In Central America, you can rent hotel rooms in four hour blocks.  So, if you only need to take a nap, then a four hour room will do you just fine in an auto hotel.  It is very odd seeing these establishments along the carratera (highway). 

We’ll be here tomorrow as well.  Hopefully the water guy will show up as advertised for today.  Dry camping means there is no hook up of any kind.  Therefore, getting water delivered is something near and dear to me.  Also, I haven’t mentioned how we are dumping our waste.  There’s this thing called “jungle dumping”.  Environmentally so unfriendly, but all our waste is biodegradable and not left near any water source.  So I keep telling myself it’s no worse than cows pooping in a field.   It’s so hard being green.  I have seizures putting aluminum cans, glass, and plastic bottles in the garbage.  In some of the towns we have seen recyclers going though the trash bins in search of aluminum cans, but they also make a mess out of properly bagged garbage.  Such is life in Central America.







Today we met Emerson.  He’s 10 going on 11, which he proudly told us.  Emerson is small when we think of the size of a 10 year old.  He didn’t like school, so his family doesn’t make him go.  He’s an errand boy for the older women in his family:  mother, grandmother, and aunts.  His grandmother sells coconuts on the beach.  She takes her trusty machete and whacks a flat bottom of the coconut, hull and all.  Then she turns it around and whacks the top off.  When she’s done, she uses the tip of her machete to poke a hole in the top for your straw to drink the coconut water.  Once you’ve consumed the coconut water, she’ll quarter the coconut and scoop out the meat and put it in a plastic bag, which she blows into to open up.  I skipped the coconut meat, because she told me if I wanted juice then the meat would be green tasting.  Emerson made a couple of trips bringing more coconuts for her to sell.

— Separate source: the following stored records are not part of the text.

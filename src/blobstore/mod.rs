//! Blob server access for the trace upload relay.
//!
//! An upload takes two requests: a blob is created on the blob server,
//! which answers with a signed URL, and the trace data is then `PUT` to
//! that URL as-is.

mod client;
mod metadata;
pub use client::*;
pub use metadata::*;


use std::io;

use async_trait::async_trait;
use bytes::Bytes;
use futures::stream::BoxStream;
#[cfg(test)]
use mockall::automock;

use crate::Result;

/// Request body relayed to the signed URL
pub type UploadBody = BoxStream<'static, io::Result<Bytes>>;

#[cfg_attr(test, automock)]
#[async_trait]
pub trait BlobstoreClient: Send + Sync + 'static {
    /// Creates a blob described by `metadata` and returns its signed upload URL
    async fn get_signed_url(
        &self,
        metadata: &BlobCreationMetadata,
    ) -> Result<String>;

    /// Streams `body` to `signed_url`, returning the blob store's status code
    async fn upload(
        &self,
        signed_url: &str,
        body: UploadBody,
    ) -> Result<u16>;
}
use serde::Deserialize;
use serde::Serialize;

#[derive(Debug, Clone, Copy, PartialEq, Eq, Serialize, Deserialize)]
#[serde(rename_all = "lowercase")]
pub enum Operation {
    Insert,
    Update,
    Delete,
}

/// One row change applied to `table`
#[derive(Debug, Clone, PartialEq, Eq, Serialize, Deserialize)]
pub struct Change {
    pub table: String,
    pub operation: Operation,
}

impl Change {
    pub fn new(
        table: impl Into<String>,
        operation: Operation,
    ) -> Self {
        Self {
            table: table.into(),
            operation,
        }
    }
}

#[derive(Debug, Clone, PartialEq, Eq, Serialize, Deserialize)]
#[serde(tag = "type", rename_all = "snake_case")]
pub enum SyncEvent {
    /// Rows already applied to the active database
    ChangeList { changes: Vec<Change> },

    /// A new database version is ready to serve reads
    Snapshot { version: String },
}
use lazy_static::lazy_static;
use prometheus::IntCounter;
use prometheus::IntCounterVec;
use prometheus::IntGauge;
use prometheus::Opts;
use prometheus::Registry;
use tokio::sync::watch;
use tracing::error;
use tracing::info;
use tracing::warn;
use warp::Filter;
use warp::Rejection;
use warp::Reply;


lazy_static! {
    pub static ref SIGNAL_REQUESTS_TOTAL: IntCounterVec = IntCounterVec::new(
        Opts::new("signal_requests_total", "Signal requests by outcome"),
        &["outcome"]
    )
    .expect("metric can not be created");

    pub static ref LONG_POLL_WAITERS: IntGauge = IntGauge::new(
        "long_poll_waiters",
        "Requests currently parked waiting for a change"
    )
    .expect("metric can not be created");

    pub static ref CHANGE_NOTIFICATIONS_TOTAL: IntCounter = IntCounter::new(
        "change_notifications_total",
        "Change notifications processed by the distributor"
    )
    .expect("metric can not be created");

    pub static ref FANOUT_DELIVERIES_TOTAL: IntCounter = IntCounter::new(
        "fanout_deliveries_total",
        "Signal sets handed to waiting requests"
    )
    .expect("metric can not be created");

    pub static ref TRACE_UPLOADS_TOTAL: IntCounterVec = IntCounterVec::new(
        Opts::new("trace_uploads_total", "Relayed trace uploads by response status"),
        &["status"]
    )
    .expect("metric can not be created");

    pub static ref REGISTRY: Registry = Registry::new();
}

/// Outcome labels of `signal_requests_total`
pub mod outcome {
    pub const OK: &str = "ok";
    pub const NOT_MODIFIED: &str = "not_modified";
    pub const BAD_REQUEST: &str = "bad_request";
    pub const ERROR: &str = "error";
}

pub(crate) fn register_custom_metrics(registry: &Registry) {
    let collectors: Vec<Box<dyn prometheus::core::Collector>> = vec![
        Box::new(SIGNAL_REQUESTS_TOTAL.clone()),
        Box::new(LONG_POLL_WAITERS.clone()),
        Box::new(CHANGE_NOTIFICATIONS_TOTAL.clone()),
        Box::new(FANOUT_DELIVERIES_TOTAL.clone()),
        Box::new(TRACE_UPLOADS_TOTAL.clone()),
    ];
    for collector in collectors {
        if let Err(e) = registry.register(collector) {
            warn!("collector can not be registered: {:?}", e);
        }
    }
}

pub async fn start_server(
    port: u16,
    mut shutdown_signal: watch::Receiver<()>,
) {
    register_custom_metrics(&REGISTRY);

    let metrics_route = warp::path!("metrics").and_then(metrics_handler);

    match warp::serve(metrics_route).try_bind_with_graceful_shutdown(([0, 0, 0, 0], port), async move {
        let _ = shutdown_signal.changed().await;
    }) {
        Ok((addr, server)) => {
            info!("Metrics server listening on {}", addr);
            server.await;
        }
        Err(e) => error!("Metrics server failed to bind port {}: {:?}", port, e),
    }
}

async fn metrics_handler() -> Result<impl Reply, Rejection> {
    Ok(gather_metrics(&REGISTRY))
}

/// Text exposition of `registry` followed by the default registry
pub fn gather_metrics(registry: &Registry) -> String {
    use prometheus::Encoder;
    let encoder = prometheus::TextEncoder::new();

    let mut res = String::new();
    for families in [registry.gather(), prometheus::gather()] {
        let mut buffer = Vec::new();
        if let Err(e) = encoder.encode(&families, &mut buffer) {
            error!("could not encode metrics: {}", e);
            continue;
        }
        match String::from_utf8(buffer) {
            Ok(v) => res.push_str(&v),
            Err(e) => error!("metrics could not be from_utf8'd: {}", e),
        }
    }
    res
}
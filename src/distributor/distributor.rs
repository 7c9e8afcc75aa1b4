use std::collections::HashMap;
use std::mem;
use std::sync::atomic::AtomicU64;
use std::sync::atomic::Ordering;
use std::sync::Arc;

use tokio::sync::mpsc;
use tokio::sync::oneshot;
use tokio::sync::watch;
use tracing::debug;
use tracing::info;
use tracing::warn;

use super::Delivery;
use super::Waiter;
use super::WaiterGuard;
use crate::metrics::CHANGE_NOTIFICATIONS_TOTAL;
use crate::metrics::FANOUT_DELIVERIES_TOTAL;
use crate::signal::SignalSet;
use crate::source::SignalSource;

type Registration = (u64, oneshot::Sender<Delivery>);

/// Owner of the waiter registry.
///
/// Processes registrations, deregistrations and change notifications from
/// its queues; fetching and fan-out happen in spawned tasks so a slow
/// signal source never stalls the queues.
pub struct ChangeDistributor {
    source: Arc<dyn SignalSource>,
    waiters: HashMap<u64, oneshot::Sender<Delivery>>,

    register_rx: mpsc::UnboundedReceiver<Registration>,
    deregister_rx: mpsc::UnboundedReceiver<u64>,
    notify_rx: mpsc::UnboundedReceiver<()>,

    shutdown: watch::Receiver<()>,
}

/// Cloneable entry point to a running [`ChangeDistributor`]
#[derive(Clone)]
pub struct DistributorHandle {
    register_tx: mpsc::UnboundedSender<Registration>,
    deregister_tx: mpsc::UnboundedSender<u64>,
    notify_tx: mpsc::UnboundedSender<()>,

    next_id: Arc<AtomicU64>,
}

impl ChangeDistributor {
    /// Returns (distributor, handle) pair
    pub fn new(
        source: Arc<dyn SignalSource>,
        shutdown: watch::Receiver<()>,
    ) -> (Self, DistributorHandle) {
        let (register_tx, register_rx) = mpsc::unbounded_channel();
        let (deregister_tx, deregister_rx) = mpsc::unbounded_channel();
        let (notify_tx, notify_rx) = mpsc::unbounded_channel();

        let distributor = Self {
            source,
            waiters: HashMap::new(),
            register_rx,
            deregister_rx,
            notify_rx,
            shutdown,
        };

        let handle = DistributorHandle {
            register_tx,
            deregister_tx,
            notify_tx,
            next_id: Arc::new(AtomicU64::new(1)),
        };

        (distributor, handle)
    }

    /// Main loop, runs until shutdown or until every handle is gone.
    ///
    /// Waiters still registered on exit are dropped; their requests see a
    /// closed channel and finish on their own deadline.
    pub async fn run(mut self) {
        info!("Change distributor started");

        loop {
            tokio::select! {
                biased;

                _ = self.shutdown.changed() => {
                    info!("Change distributor shutting down");
                    break;
                }

                notify = self.notify_rx.recv() => {
                    match notify {
                        Some(()) => {
                            self.drain_queued();
                            self.handle_notify();
                        }
                        None => {
                            debug!("All distributor handles dropped");
                            break;
                        }
                    }
                }

                Some((id, sender)) = self.register_rx.recv() => {
                    self.handle_register(id, sender);
                }

                Some(id) = self.deregister_rx.recv() => {
                    self.handle_deregister(id);
                }
            }
        }

        info!(abandoned = self.waiters.len(), "Change distributor stopped");
    }

    /// Applies every registration and deregistration queued so far.
    /// Registrations go first: a waiter's deregistration is always sent
    /// after its registration.
    fn drain_queued(&mut self) {
        while let Ok((id, sender)) = self.register_rx.try_recv() {
            self.handle_register(id, sender);
        }
        while let Ok(id) = self.deregister_rx.try_recv() {
            self.handle_deregister(id);
        }
    }

    fn handle_register(
        &mut self,
        id: u64,
        sender: oneshot::Sender<Delivery>,
    ) {
        if self.waiters.contains_key(&id) {
            debug!(waiter_id = id, "Waiter already registered");
            return;
        }
        self.waiters.insert(id, sender);
        debug!(waiter_id = id, waiters = self.waiters.len(), "Waiter registered");
    }

    fn handle_deregister(
        &mut self,
        id: u64,
    ) {
        if self.waiters.remove(&id).is_some() {
            debug!(waiter_id = id, waiters = self.waiters.len(), "Waiter deregistered");
        }
    }

    fn handle_notify(&mut self) {
        CHANGE_NOTIFICATIONS_TOTAL.inc();

        let batch = mem::take(&mut self.waiters);
        if batch.is_empty() {
            debug!("Change notified with no waiters");
            return;
        }

        debug!(batch = batch.len(), "Fanning out change");
        tokio::spawn(fan_out(self.source.clone(), batch));
    }
}

/// Fetches once and delivers the same snapshot to every waiter of `batch`.
async fn fan_out(
    source: Arc<dyn SignalSource>,
    batch: HashMap<u64, oneshot::Sender<Delivery>>,
) {
    let snapshot = match source.fetch_signals().await {
        Ok(set) => set,
        Err(e) => {
            warn!("Fetch for fan-out failed: {:?}", e);
            SignalSet::failed(e.to_string())
        }
    };
    let delivery: Delivery = Arc::new(snapshot);

    let mut delivered = 0_u64;
    for (id, sender) in batch {
        // Receiver already gone: the request finished or was cancelled.
        if sender.send(delivery.clone()).is_ok() {
            delivered += 1;
        } else {
            debug!(waiter_id = id, "Waiter left before delivery");
        }
    }
    FANOUT_DELIVERIES_TOTAL.inc_by(delivered);
}

impl DistributorHandle {
    /// Registers a new waiter.
    ///
    /// The returned [`Waiter`] deregisters itself when dropped before a
    /// delivery arrives.
    pub fn register(&self) -> Waiter {
        let id = self.next_id.fetch_add(1, Ordering::Relaxed);
        let (sender, receiver) = oneshot::channel();

        if self.register_tx.send((id, sender)).is_err() {
            warn!(waiter_id = id, "Change distributor is not running");
        }

        Waiter::new(id, receiver, WaiterGuard::new(id, self.deregister_tx.clone()))
    }

    pub fn deregister(
        &self,
        id: u64,
    ) {
        let _ = self.deregister_tx.send(id);
    }

    /// Signals that the signal table changed. Never blocks.
    pub fn notify(&self) {
        if self.notify_tx.send(()).is_err() {
            warn!("Change distributor is not running, notify dropped");
        }
    }
}
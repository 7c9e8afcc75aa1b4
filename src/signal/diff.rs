use super::KnownIds;
use super::Signal;
use super::SignalSet;

/// Returns true when the client's known ids differ from the current signal
/// ids as sets.
///
/// Both directions count: a current signal the client has never seen is an
/// addition, a known id no longer present is a deletion (a revoked session
/// the client must stop capturing).
///
/// An empty validator means the client has nothing cached; callers answer
/// such requests directly instead of asking this function.
pub fn is_stale(
    current: &SignalSet,
    known: &KnownIds,
) -> bool {
    if current.signals.iter().any(|s| !known.contains(&s.id)) {
        return true;
    }

    let current_ids = current.ids();
    known.iter().any(|id| !current_ids.contains(id))
}

/// Signals present in `current` that the client does not know yet.
/// Order follows `current`.
pub fn added_signals<'a>(
    current: &'a SignalSet,
    known: &KnownIds,
) -> Vec<&'a Signal> {
    current
        .signals
        .iter()
        .filter(|s| !known.contains(&s.id))
        .collect()
}
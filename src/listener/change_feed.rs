use std::sync::Arc;

use parking_lot::Mutex;
use tokio::sync::mpsc;
use tokio::sync::watch;
use tokio::task::JoinHandle;
use tracing::debug;
use tracing::info;

use super::Change;
use super::ChangeFeed;
use super::Operation;
use super::SyncEvent;
use crate::source::SledDataService;
use crate::Result;

/// Turns writes on a sled signal tree into change list events.
///
/// Every insert or remove on `tree` is forwarded as a one-change
/// [`SyncEvent::ChangeList`] on `table`. Stops on shutdown, when the
/// receiving side is gone or when the tree is dropped.
pub fn spawn_sled_change_feed(
    tree: sled::Tree,
    table: String,
    events: mpsc::UnboundedSender<SyncEvent>,
    mut shutdown: watch::Receiver<()>,
) -> JoinHandle<()> {
    let mut subscriber = tree.watch_prefix(vec![]);

    tokio::spawn(async move {
        info!(table = %table, "Sled change feed started");

        loop {
            let event = tokio::select! {
                _ = shutdown.changed() => break,
                event = &mut subscriber => event,
            };

            let Some(event) = event else {
                debug!("Sled subscriber closed");
                break;
            };

            let operation = match event {
                sled::Event::Insert { .. } => Operation::Insert,
                sled::Event::Remove { .. } => Operation::Delete,
            };
            let change_list = SyncEvent::ChangeList {
                changes: vec![Change::new(table.clone(), operation)],
            };
            if events.send(change_list).is_err() {
                debug!("Sync event receiver gone");
                break;
            }
        }

        info!(table = %table, "Sled change feed stopped");
    })
}

/// [`ChangeFeed`] over the versioned sled store.
///
/// Keeps one feed task, on the signal tree of the version it was last told
/// to follow.
pub struct SledChangeFeed {
    sled_data: Arc<SledDataService>,
    table: String,
    events: mpsc::UnboundedSender<SyncEvent>,
    shutdown: watch::Receiver<()>,
    current: Mutex<Option<FollowedVersion>>,
}

struct FollowedVersion {
    version: String,
    task: JoinHandle<()>,
}

impl SledChangeFeed {
    pub fn new(
        sled_data: Arc<SledDataService>,
        table: impl Into<String>,
        events: mpsc::UnboundedSender<SyncEvent>,
        shutdown: watch::Receiver<()>,
    ) -> Self {
        Self {
            sled_data,
            table: table.into(),
            events,
            shutdown,
            current: Mutex::new(None),
        }
    }

    /// Version the feed currently follows, if its task is still running
    pub fn followed_version(&self) -> Option<String> {
        self.current
            .lock()
            .as_ref()
            .filter(|followed| !followed.task.is_finished())
            .map(|followed| followed.version.clone())
    }
}

impl ChangeFeed for SledChangeFeed {
    fn follow(
        &self,
        version: &str,
    ) -> Result<()> {
        let mut current = self.current.lock();
        if let Some(followed) = current.as_ref() {
            if followed.version == version && !followed.task.is_finished() {
                debug!(version, "Change feed already follows version");
                return Ok(());
            }
        }

        let tree = self.sled_data.signal_tree(version)?;
        let task = spawn_sled_change_feed(tree, self.table.clone(), self.events.clone(), self.shutdown.clone());

        if let Some(previous) = current.replace(FollowedVersion {
            version: version.to_string(),
            task,
        }) {
            previous.task.abort();
            info!(version, previous = %previous.version, "Change feed moved to new version");
        }
        Ok(())
    }
}

impl Drop for SledChangeFeed {
    fn drop(&mut self) {
        if let Some(followed) = self.current.get_mut().take() {
            followed.task.abort();
        }
    }
}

At 4 pm, Roger and I were walking the beach and noticed lots of fishing boats headed out.  I asked one guy why everybody was leaving and he said to night fish.  None of the boats had running lights, so hopefully by night fishing he meant they will be back before night fall.




I’ll try to get a picture of Emerson tomorrow, since we’re staying another day in El Cuco, El Salvador.